M. le président. —-Vous vous en êtes souvenu cependant dans vos interrogatoires. Vous ayez même dit que vous aviez laissé le couteau dans la plaie. On l'a retiré du corps sanglant de la victime. Vous êtes allé, ensuite chez la femme Champenois, et vous avez dit à Bergeron : Crois-tu qu'un coup, de couteau donné entre les épaules puisse faire mourir ? — R Je ne m'en souviens pas.

D. Vous l'avez dit cependant au juge d'instruction, et même vous avez ajouté, en vous servant d'une expression atroce : J'ai tenu ce propos pour savoir si dans mes trois coups il y en avait un de bon. (L'accusé reste muet.)

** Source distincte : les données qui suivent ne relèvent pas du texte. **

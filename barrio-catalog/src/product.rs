use serde::{Deserialize, Serialize};
use std::fmt;

/// A purchasable item in the neighbourhood catalog.
///
/// Reference data: the order flow only reads products, it never mutates them.
#[derive(Debug, Clone, Serialize, Deserialize, PartialEq, Eq)]
pub struct Product {
    pub id: i64,
    pub sku: String,
    pub name: String,
    pub weight_grams: i64,
    pub fragile: bool,
}

impl Product {
    /// Weight contributed by `quantity` units of this product, or `None` if
    /// it does not fit in an `i64`.
    pub fn line_weight(&self, quantity: i64) -> Option<i64> {
        self.weight_grams.checked_mul(quantity)
    }
}

impl fmt::Display for Product {
    fn fmt(&self, f: &mut fmt::Formatter<'_>) -> fmt::Result {
        write!(f, "{} ({}g)", self.name, self.weight_grams)
    }
}

/// Catalog entry as declared in configuration, before it has a store identity.
#[derive(Debug, Clone, Serialize, Deserialize, PartialEq, Eq)]
pub struct NewProduct {
    pub sku: String,
    pub name: String,
    #[serde(default)]
    pub weight_grams: i64,
    #[serde(default)]
    pub fragile: bool,
}

impl NewProduct {
    pub const MAX_SKU_LENGTH: usize = 50;
    pub const MAX_NAME_LENGTH: usize = 100;

    pub fn validate(&self) -> Result<(), ProductError> {
        let sku = self.sku.trim();
        if sku.is_empty() || sku.len() > Self::MAX_SKU_LENGTH {
            return Err(ProductError::InvalidSku(self.sku.clone()));
        }
        if self.name.trim().is_empty() || self.name.chars().count() > Self::MAX_NAME_LENGTH {
            return Err(ProductError::InvalidName(self.name.clone()));
        }
        if self.weight_grams < 0 {
            return Err(ProductError::NegativeWeight {
                sku: self.sku.clone(),
                weight: self.weight_grams,
            });
        }
        Ok(())
    }
}

#[derive(Debug, thiserror::Error)]
pub enum ProductError {
    #[error("Invalid SKU: {0:?}")]
    InvalidSku(String),

    #[error("Invalid product name: {0:?}")]
    InvalidName(String),

    #[error("Product {sku} has negative weight {weight}g")]
    NegativeWeight {
        sku: String,
        weight: i64,
    },
}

M. le président donne lecture d'une lettre écrite par l'accusé au fils de la femme Champenois, le lendemain de l'assassinat. « Mon ami, écrivait-il, le malheur ne m'a jamais abandonné depuis ma naissance... j'étais destiné à porter ma tête sur l'échafaud. Ce moment fatal est arrivé... j'ai tué une fille innocente... La jalousie farouche m'a porté à accomplir ce fatal dessein. J'expie mon crime par mes remords... Je suis anéanti. Je ne puis plus me supporter moi-même. J'attends avec impatience mon arrêt. Ah ! je suis plus à plaindre qu'à blâmer ! Je vous embrasse pour la vie. Ne m'oubliez pas. Ulbach, pour la vie.

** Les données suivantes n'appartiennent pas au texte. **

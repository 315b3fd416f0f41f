pub mod app_config;
pub mod database;
pub mod catalog_repo;
pub mod order_repo;
pub mod shipment_repo;
pub mod notification_repo;

pub use app_config::Config;
pub use database::DbClient;
pub use catalog_repo::StoreProductRepository;
pub use order_repo::StoreOrderRepository;
pub use shipment_repo::StoreShipmentRepository;
pub use notification_repo::StoreNotificationRepository;

use barrio_core::CoreError;

pub(crate) fn storage_error(err: sqlx::Error) -> CoreError {
    CoreError::StorageError(err.to_string())
}

pub(crate) fn corrupt_row(table: &str, id: i64, detail: impl std::fmt::Display) -> CoreError {
    CoreError::StorageError(format!("corrupt {} row {}: {}", table, id, detail))
}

P: S. — « Ah ! que le criminel est à plaindre ! Je suis anéanti à tous les regards de tout le monde ! »

M. le président donne ensuite lecture de la lettre menaçante écrite par l'accusé à Mme Detrouville. Nous l'avons rapportée. Pendant cette lecture, Ulbach promène sur l'assemblée des yeux inquiets et menaçants, et parait chercher quelqu'un dans l'auditoire.

M. le président. — Vous ne m'écoutez pas ; que cherchez-vous dans la salle d'audience ? (Ulbach n'écoute ni ne répond, et continue de jeter des regards errants sur l'auditoire). Quelques instants après, il se retourne vers M. le président, et nie avoir voulu se venger contre Mme Detrouville.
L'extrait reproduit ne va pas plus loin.